Life, Death and Love


This is a heavy subject for a second blog that is intended to be more lightweight. I feel compelled to write about it, as this coming week is the anniversary.

It is my fortune to die twice in this life. The first time was six years ago, over Thanksgiving weekend. The long and the short of it is that I suffered a near-fatal drug interaction, “speed balled” my brain and had a small stroke. I lost more than I am willing to share with my readers, but I want to share a few of the things I gained from the experience.

When people try to tell me that there is no afterlife, I have to argue with them. I have been there and I have seen it, first hand. It is a beautiful place where there is no judgment, but the most amazing sense of peace and understanding that it is beyond human words to describe. I have often felt that I live with one foot in this life and one foot in the next. There has not been a day in the past six years when I do not wish that I had died, and not a single day when I am not grateful that I did not. I know that the other side is there for me and I will return to stay, but there is a reason I am not there now. The past six years has been my personal quest to bring to this life what I understand of the next.

The most important lesson I learned is the meaning of life: Love and relationship. Love for everyone and everything, and relationship, not just to other people, but also with every living thing. The second most important thing is that I learned to accept being loved. Prior to this time, I refused to let anyone love me, believing myself to be unworthy. I had been told I was unworthy of happiness and good things in life often enough to have internalized it. The message from the beyond is that everyone is worthy, everyone is entitled to love. The only impediment any of us has with regard to happiness is ourselves.
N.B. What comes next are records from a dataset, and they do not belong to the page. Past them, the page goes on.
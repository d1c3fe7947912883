//! Fixed-size worker pool over a [`BlockingQueue`].
//!
//! Workers loop on `pop`, which returns empty after the poll timeout, and
//! check the shutdown flag between pops. Shutdown is cooperative: a worker in
//! the middle of a task finishes it before it notices the flag, and items
//! still queued at shutdown are dropped unrun.
//!
//! The pool does not track completion. Callers that need to wait for a batch
//! use a [`CountdownLatch`]:
//!
//! ```
//! use std::sync::Arc;
//! use bmpfx::pool::{CountdownLatch, WorkerPool};
//!
//! let pool = WorkerPool::new(4)?;
//! let latch = Arc::new(CountdownLatch::new(16));
//! for i in 0..16u32 {
//!     let done = latch.guard();
//!     pool.submit(|n: u32| n * n, i, Some(Box::new(move |_sq: u32| drop(done))))?;
//! }
//! latch.wait()?;
//! pool.shutdown()?;
//! # Ok::<(), bmpfx::PoolError>(())
//! ```

mod latch;
mod queue;
mod work;

pub use latch::{CountdownGuard, CountdownLatch};
pub use queue::{BlockingQueue, DEFAULT_POLL_TIMEOUT};
pub use work::{ResultCallback, WorkItem};

use std::any::Any;
use std::panic::{AssertUnwindSafe, catch_unwind};
use std::sync::Arc;
use std::sync::atomic::{AtomicBool, Ordering};
use std::thread::{self, JoinHandle};
use std::time::Duration;

use log::{debug, error, trace};

use crate::error::PoolError;

/// Environment variable read by [`PoolConfig::default`] for the thread count.
pub const NUM_THREADS_ENV: &str = "BMPFX_NUM_THREADS";

/// Worker pool settings.
#[derive(Clone, Debug, PartialEq, Eq)]
pub struct PoolConfig {
    /// Number of worker threads. Must be at least 1.
    pub threads: usize,
    /// How long an idle worker waits on the queue before re-checking for shutdown.
    pub poll_timeout: Duration,
    /// Worker threads are named `{thread_name}-{index}`.
    pub thread_name: String,
}

impl Default for PoolConfig {
    /// `BMPFX_NUM_THREADS` if set to a positive number, else the available
    /// parallelism, else 1.
    fn default() -> Self {
        Self {
            threads: default_threads(),
            poll_timeout: DEFAULT_POLL_TIMEOUT,
            thread_name: String::from("bmpfx-worker"),
        }
    }
}

impl PoolConfig {
    pub fn with_threads(threads: usize) -> Self {
        Self {
            threads,
            ..Self::default()
        }
    }

    pub fn poll_timeout(mut self, poll_timeout: Duration) -> Self {
        self.poll_timeout = poll_timeout;
        self
    }

    pub fn thread_name(mut self, name: impl Into<String>) -> Self {
        self.thread_name = name.into();
        self
    }
}

fn default_threads() -> usize {
    let from_env = std::env::var(NUM_THREADS_ENV)
        .ok()
        .and_then(|s| s.trim().parse::<usize>().ok())
        .filter(|&n| n > 0);
    from_env.unwrap_or_else(|| {
        thread::available_parallelism()
            .map(|n| n.get())
            .unwrap_or(1)
    })
}

/// A fixed group of threads consuming work items from one shared queue.
///
/// Dropping the pool shuts it down the same way [`shutdown`](Self::shutdown)
/// does, discarding any error.
#[derive(Debug)]
pub struct WorkerPool {
    queue: Arc<BlockingQueue<WorkItem>>,
    terminate: Arc<AtomicBool>,
    workers: Vec<JoinHandle<()>>,
}

impl WorkerPool {
    /// A pool of `threads` workers with the default poll timeout.
    pub fn new(threads: usize) -> Result<Self, PoolError> {
        Self::with_config(&PoolConfig::with_threads(threads))
    }

    pub fn with_config(config: &PoolConfig) -> Result<Self, PoolError> {
        if config.threads == 0 {
            return Err(PoolError::ZeroThreads);
        }
        let queue = Arc::new(BlockingQueue::with_poll_timeout(config.poll_timeout));
        let terminate = Arc::new(AtomicBool::new(false));
        let mut pool = Self {
            queue,
            terminate,
            workers: Vec::with_capacity(config.threads),
        };

        for index in 0..config.threads {
            let queue = Arc::clone(&pool.queue);
            let terminate = Arc::clone(&pool.terminate);
            let spawned = thread::Builder::new()
                .name(format!("{}-{index}", config.thread_name))
                .spawn(move || worker_loop(index, &queue, &terminate));
            match spawned {
                Ok(handle) => pool.workers.push(handle),
                Err(e) => {
                    // Already-started workers are joined when `pool` drops.
                    error!("failed to spawn worker {index}: {e}");
                    return Err(PoolError::Spawn(e));
                }
            }
        }
        debug!(
            "worker pool started with {} threads, poll timeout {:?}",
            config.threads, config.poll_timeout
        );
        Ok(pool)
    }

    /// Number of worker threads.
    pub fn size(&self) -> usize {
        self.workers.len()
    }

    /// Items waiting in the queue.
    pub fn pending(&self) -> usize {
        self.queue.len()
    }

    /// Queue `task(data)` for execution on some worker. If given, `callback`
    /// receives the task's result on the same worker.
    pub fn submit<D, T, F>(
        &self,
        task: F,
        data: D,
        callback: Option<ResultCallback<T>>,
    ) -> Result<(), PoolError>
    where
        F: FnOnce(D) -> T + Send + 'static,
        D: Send + 'static,
        T: 'static,
    {
        self.queue.push(WorkItem::new(task, data, callback))
    }

    /// Queue a closure.
    pub fn execute<F>(&self, f: F) -> Result<(), PoolError>
    where
        F: FnOnce() + Send + 'static,
    {
        self.queue.push(WorkItem::from_fn(f))
    }

    /// Set the termination flag and join every worker. Each worker exits
    /// within one poll timeout of its current task finishing.
    pub fn shutdown(mut self) -> Result<(), PoolError> {
        self.stop_workers()
    }

    fn stop_workers(&mut self) -> Result<(), PoolError> {
        if self.workers.is_empty() {
            return Ok(());
        }
        self.terminate.store(true, Ordering::Release);
        let panicked = self
            .workers
            .drain(..)
            .map(JoinHandle::join)
            .filter(Result::is_err)
            .count();

        let discarded = self.queue.drain().map_or(0, |items| items.len());
        if discarded > 0 {
            debug!("worker pool shut down with {discarded} unrun item(s)");
        } else {
            debug!("worker pool shut down");
        }

        if panicked > 0 {
            return Err(PoolError::WorkerPanicked(panicked));
        }
        Ok(())
    }
}

impl Drop for WorkerPool {
    fn drop(&mut self) {
        if let Err(e) = self.stop_workers() {
            error!("worker pool shutdown: {e}");
        }
    }
}

fn worker_loop(index: usize, queue: &BlockingQueue<WorkItem>, terminate: &AtomicBool) {
    trace!("worker {index} started");
    while !terminate.load(Ordering::Acquire) {
        match queue.pop() {
            Ok(Some(item)) => {
                if let Err(panic) = catch_unwind(AssertUnwindSafe(|| item.run())) {
                    error!("worker {index}: task panicked: {}", panic_message(&*panic));
                }
            }
            Ok(None) => {}
            Err(e) => {
                error!("worker {index}: {e}");
                break;
            }
        }
    }
    trace!("worker {index} exiting");
}

fn panic_message(payload: &(dyn Any + Send)) -> &str {
    if let Some(s) = payload.downcast_ref::<&'static str>() {
        s
    } else if let Some(s) = payload.downcast_ref::<String>() {
        s
    } else {
        "non-string panic payload"
    }
}
use std::fmt;
use std::io;

use enough::StopReason;

/// Which header a read or write failure refers to.
#[derive(Clone, Copy, Debug, PartialEq, Eq)]
pub enum HeaderPart {
    /// The 14-byte bitmap file header.
    File,
    /// The fixed 40-byte DIB info header core.
    Info,
    /// Info header bytes beyond the 40-byte core.
    Extra,
}

impl fmt::Display for HeaderPart {
    fn fmt(&self, f: &mut fmt::Formatter<'_>) -> fmt::Result {
        f.write_str(match self {
            Self::File => "bitmap file header",
            Self::Info => "DIB header",
            Self::Extra => "extended DIB header",
        })
    }
}

/// Errors from BMP decoding and encoding.
#[derive(Debug, thiserror::Error)]
#[non_exhaustive]
pub enum BitmapError {
    #[error("invalid file descriptor: {0}")]
    InvalidDescriptor(#[source] io::Error),

    #[error("failed to read the {0}")]
    HeaderReadFailure(HeaderPart, #[source] io::Error),

    #[error("invalid bitmap file signature {0:02x?}")]
    BadSignature([u8; 2]),

    #[error("invalid DIB header size: {extra} extra bytes exceed the limit of {max}")]
    OversizedHeader { extra: usize, max: usize },

    #[error("invalid DIB header size: {0} is smaller than the 40-byte core")]
    UndersizedHeader(u32),

    #[error("invalid color depth {0} (not 24 or 32 bits per pixel)")]
    UnsupportedDepth(u16),

    #[error("unsupported compression scheme {0}")]
    UnsupportedCompression(u32),

    /// Bitfield masks (red, green, blue, alpha) that do not select plain
    /// B,G,R(,A) bytes.
    #[error("unsupported bitfield masks {0:08x?}")]
    UnsupportedBitfields([u32; 4]),

    #[error("the bitmap image contains invalid size information: file size {file_size}, headers {header_size}")]
    InvalidSizeInformation { file_size: u32, header_size: usize },

    #[error("not enough memory to allocate {bytes} bytes")]
    OutOfMemory { bytes: usize },

    #[error("failed to read the image data")]
    PayloadReadFailure(#[source] io::Error),

    #[error("invalid pixel offset {offset} (headers {header_size}, payload {payload_len} bytes)")]
    InvalidPixelOffset {
        offset: u32,
        header_size: usize,
        payload_len: usize,
    },

    #[error("failed to calculate padding information: pixel rows need {needed} bytes, {available} available")]
    PaddingCalculationFailure { needed: usize, available: usize },

    #[error("failed to write the {0}")]
    HeaderWriteFailure(HeaderPart, #[source] io::Error),

    #[error("failed to write the image data")]
    ImageWriteFailure(#[source] io::Error),

    #[error("dimensions too large: {width}x{height}")]
    DimensionsTooLarge { width: u32, height: u32 },

    #[error("limit exceeded: {0}")]
    LimitExceeded(String),

    #[error("pixel plane does not match the image: expected {expected} bytes, got {actual}")]
    PlaneMismatch { expected: usize, actual: usize },

    #[error("operation cancelled")]
    Cancelled(StopReason),
}

impl From<StopReason> for BitmapError {
    fn from(r: StopReason) -> Self {
        BitmapError::Cancelled(r)
    }
}

/// Payload-free discriminant of [`BitmapError`].
#[non_exhaustive]
#[derive(Clone, Copy, Debug, PartialEq, Eq, Hash)]
pub enum ErrorKind {
    InvalidDescriptor,
    HeaderReadFailure,
    BadSignature,
    OversizedHeader,
    UndersizedHeader,
    UnsupportedDepth,
    UnsupportedCompression,
    UnsupportedBitfields,
    InvalidSizeInformation,
    OutOfMemory,
    PayloadReadFailure,
    InvalidPixelOffset,
    PaddingCalculationFailure,
    HeaderWriteFailure,
    ImageWriteFailure,
    DimensionsTooLarge,
    LimitExceeded,
    PlaneMismatch,
    Cancelled,
}

impl BitmapError {
    pub fn kind(&self) -> ErrorKind {
        match self {
            Self::InvalidDescriptor(_) => ErrorKind::InvalidDescriptor,
            Self::HeaderReadFailure(..) => ErrorKind::HeaderReadFailure,
            Self::BadSignature(_) => ErrorKind::BadSignature,
            Self::OversizedHeader { .. } => ErrorKind::OversizedHeader,
            Self::UndersizedHeader(_) => ErrorKind::UndersizedHeader,
            Self::UnsupportedDepth(_) => ErrorKind::UnsupportedDepth,
            Self::UnsupportedCompression(_) => ErrorKind::UnsupportedCompression,
            Self::UnsupportedBitfields(_) => ErrorKind::UnsupportedBitfields,
            Self::InvalidSizeInformation { .. } => ErrorKind::InvalidSizeInformation,
            Self::OutOfMemory { .. } => ErrorKind::OutOfMemory,
            Self::PayloadReadFailure(_) => ErrorKind::PayloadReadFailure,
            Self::InvalidPixelOffset { .. } => ErrorKind::InvalidPixelOffset,
            Self::PaddingCalculationFailure { .. } => ErrorKind::PaddingCalculationFailure,
            Self::HeaderWriteFailure(..) => ErrorKind::HeaderWriteFailure,
            Self::ImageWriteFailure(_) => ErrorKind::ImageWriteFailure,
            Self::DimensionsTooLarge { .. } => ErrorKind::DimensionsTooLarge,
            Self::LimitExceeded(_) => ErrorKind::LimitExceeded,
            Self::PlaneMismatch { .. } => ErrorKind::PlaneMismatch,
            Self::Cancelled(_) => ErrorKind::Cancelled,
        }
    }
}

/// Errors from the worker pool and the parallel transform driver.
#[derive(Debug, thiserror::Error)]
#[non_exhaustive]
pub enum PoolError {
    #[error("a worker pool needs at least one thread")]
    ZeroThreads,

    #[error("failed to spawn worker thread: {0}")]
    Spawn(#[source] io::Error),

    #[error("task queue lock poisoned")]
    Poisoned,

    #[error("{0} worker thread(s) panicked")]
    WorkerPanicked(usize),

    #[error("{lost} task(s) did not complete")]
    TaskFailed { lost: usize },

    #[error(transparent)]
    Bitmap(#[from] BitmapError),
}
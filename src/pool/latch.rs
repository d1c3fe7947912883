use std::sync::{Arc, Condvar, Mutex};
use std::time::{Duration, Instant};

use crate::error::PoolError;

/// Blocks waiters until a fixed number of completions have been counted.
///
/// The pool does not track completion itself; a caller fanning out a batch
/// creates one latch per batch, counts down once per finished task, and waits.
#[derive(Debug)]
pub struct CountdownLatch {
    remaining: Mutex<usize>,
    zero: Condvar,
}

impl CountdownLatch {
    pub fn new(count: usize) -> Self {
        Self {
            remaining: Mutex::new(count),
            zero: Condvar::new(),
        }
    }

    /// Record one completion. Extra calls after reaching zero are ignored.
    pub fn count_down(&self) {
        // A poisoned count is still a count.
        let mut remaining = self.remaining.lock().unwrap_or_else(|e| e.into_inner());
        if *remaining > 0 {
            *remaining -= 1;
            if *remaining == 0 {
                self.zero.notify_all();
            }
        }
    }

    pub fn remaining(&self) -> usize {
        *self.remaining.lock().unwrap_or_else(|e| e.into_inner())
    }

    /// Block until the count reaches zero.
    pub fn wait(&self) -> Result<(), PoolError> {
        let remaining = self.remaining.lock().map_err(|_| PoolError::Poisoned)?;
        let _done = self
            .zero
            .wait_while(remaining, |r| *r > 0)
            .map_err(|_| PoolError::Poisoned)?;
        Ok(())
    }

    /// Block until the count reaches zero or `timeout` passes. Returns whether
    /// the count reached zero.
    pub fn wait_timeout(&self, timeout: Duration) -> Result<bool, PoolError> {
        let deadline = Instant::now() + timeout;
        let mut remaining = self.remaining.lock().map_err(|_| PoolError::Poisoned)?;
        while *remaining > 0 {
            let now = Instant::now();
            if now >= deadline {
                return Ok(false);
            }
            let (guard, _) = self
                .zero
                .wait_timeout(remaining, deadline - now)
                .map_err(|_| PoolError::Poisoned)?;
            remaining = guard;
        }
        Ok(true)
    }

    /// A guard that counts down once when dropped, including during unwinding.
    pub fn guard(self: &Arc<Self>) -> CountdownGuard {
        CountdownGuard {
            latch: Arc::clone(self),
        }
    }
}

/// Counts its [`CountdownLatch`] down on drop.
#[derive(Debug)]
pub struct CountdownGuard {
    latch: Arc<CountdownLatch>,
}

impl Drop for CountdownGuard {
    fn drop(&mut self) {
        self.latch.count_down();
    }
}
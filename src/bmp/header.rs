//! Fixed-layout BMP headers (little-endian).

/// Size of the bitmap file header.
pub const FILE_HEADER_SIZE: usize = 14;

/// Size of the BITMAPINFOHEADER core that every supported info header starts with.
pub const INFO_HEADER_SIZE: usize = 40;

/// `BM`
pub const SIGNATURE: [u8; 2] = *b"BM";

/// Uncompressed pixel data.
pub const BI_RGB: u32 = 0;
/// Channel masks follow the info header; pixels are still plain bytes.
pub const BI_BITFIELDS: u32 = 3;
/// Like [`BI_BITFIELDS`] with an alpha mask.
pub const BI_ALPHABITFIELDS: u32 = 6;

/// Red, green and blue masks that select plain B,G,R bytes.
pub const BGR_MASKS: [u32; 3] = [0x00FF_0000, 0x0000_FF00, 0x0000_00FF];
/// Alpha mask selecting the fourth byte of a 32-bit pixel.
pub const ALPHA_MASK: u32 = 0xFF00_0000;

/// Red, green, blue and alpha masks of a bitfields image.
///
/// Info headers of 52 bytes and up carry the masks in their extended part
/// (alpha from 56 bytes). A bare 40-byte header is followed by them instead,
/// in the gap before the pixel array; the alpha mask is only there for
/// [`BI_ALPHABITFIELDS`]. Masks that are not present read as zero.
pub(crate) fn bitfield_masks(compression: u32, extra_header: &[u8], gap: &[u8]) -> [u32; 4] {
    let (src, mask_count) = if extra_header.len() >= 12 {
        (extra_header, 4)
    } else if compression == BI_ALPHABITFIELDS {
        (gap, 4)
    } else {
        (gap, 3)
    };
    core::array::from_fn(|i| {
        if i < mask_count && src.len() >= (i + 1) * 4 {
            u32_at(src, i * 4)
        } else {
            0
        }
    })
}

fn u16_at(b: &[u8], off: usize) -> u16 {
    u16::from_le_bytes([b[off], b[off + 1]])
}

fn u32_at(b: &[u8], off: usize) -> u32 {
    u32::from_le_bytes([b[off], b[off + 1], b[off + 2], b[off + 3]])
}

fn i32_at(b: &[u8], off: usize) -> i32 {
    i32::from_le_bytes([b[off], b[off + 1], b[off + 2], b[off + 3]])
}

/// The 14-byte file header.
#[derive(Clone, Copy, Debug, Default, PartialEq, Eq)]
pub struct FileHeader {
    pub signature: [u8; 2],
    /// Total file length in bytes.
    pub file_size: u32,
    pub reserved: [u16; 2],
    /// Offset from the start of the file to the pixel array.
    pub pixel_array_offset: u32,
}

impl FileHeader {
    pub fn from_bytes(b: &[u8; FILE_HEADER_SIZE]) -> Self {
        Self {
            signature: [b[0], b[1]],
            file_size: u32_at(b, 2),
            reserved: [u16_at(b, 6), u16_at(b, 8)],
            pixel_array_offset: u32_at(b, 10),
        }
    }

    pub fn to_bytes(&self) -> [u8; FILE_HEADER_SIZE] {
        let mut out = [0u8; FILE_HEADER_SIZE];
        out[0..2].copy_from_slice(&self.signature);
        out[2..6].copy_from_slice(&self.file_size.to_le_bytes());
        out[6..8].copy_from_slice(&self.reserved[0].to_le_bytes());
        out[8..10].copy_from_slice(&self.reserved[1].to_le_bytes());
        out[10..14].copy_from_slice(&self.pixel_array_offset.to_le_bytes());
        out
    }
}

/// The 40-byte info header core. Longer headers (V4, V5) carry their
/// additional fields as opaque extra bytes.
#[derive(Clone, Copy, Debug, Default, PartialEq, Eq)]
pub struct InfoHeader {
    /// Declared size of the whole info header, extra bytes included.
    pub header_size: u32,
    pub width: i32,
    /// Negative for top-down row order, positive for bottom-up.
    pub height: i32,
    pub planes: u16,
    pub bits_per_pixel: u16,
    pub compression: u32,
    pub image_size: u32,
    pub x_pixels_per_meter: i32,
    pub y_pixels_per_meter: i32,
    pub colors_used: u32,
    pub important_colors: u32,
}

impl InfoHeader {
    pub fn from_bytes(b: &[u8; INFO_HEADER_SIZE]) -> Self {
        Self {
            header_size: u32_at(b, 0),
            width: i32_at(b, 4),
            height: i32_at(b, 8),
            planes: u16_at(b, 12),
            bits_per_pixel: u16_at(b, 14),
            compression: u32_at(b, 16),
            image_size: u32_at(b, 20),
            x_pixels_per_meter: i32_at(b, 24),
            y_pixels_per_meter: i32_at(b, 28),
            colors_used: u32_at(b, 32),
            important_colors: u32_at(b, 36),
        }
    }

    pub fn to_bytes(&self) -> [u8; INFO_HEADER_SIZE] {
        let mut out = [0u8; INFO_HEADER_SIZE];
        out[0..4].copy_from_slice(&self.header_size.to_le_bytes());
        out[4..8].copy_from_slice(&self.width.to_le_bytes());
        out[8..12].copy_from_slice(&self.height.to_le_bytes());
        out[12..14].copy_from_slice(&self.planes.to_le_bytes());
        out[14..16].copy_from_slice(&self.bits_per_pixel.to_le_bytes());
        out[16..20].copy_from_slice(&self.compression.to_le_bytes());
        out[20..24].copy_from_slice(&self.image_size.to_le_bytes());
        out[24..28].copy_from_slice(&self.x_pixels_per_meter.to_le_bytes());
        out[28..32].copy_from_slice(&self.y_pixels_per_meter.to_le_bytes());
        out[32..36].copy_from_slice(&self.colors_used.to_le_bytes());
        out[36..40].copy_from_slice(&self.important_colors.to_le_bytes());
        out
    }

    /// Top row stored first (negative height).
    pub fn is_top_down(&self) -> bool {
        self.height < 0
    }
}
We either allow happiness, or we don’t. I have learned to allow it, to allow myself to accept love from those whom I love.

In the time since, I feel as though I have become a concentric force of nature. I find my pretenses gone and expectations of others diminished. My life is incredibly full with a successful career in a traditional sense and as an artist in my so-called free time, and full of love, friendship and relationship. At the vortex of my life is a great deal of self-acceptance and self-respect, even self-love. I am no longer afraid of drawing people toward that center where my heart resides.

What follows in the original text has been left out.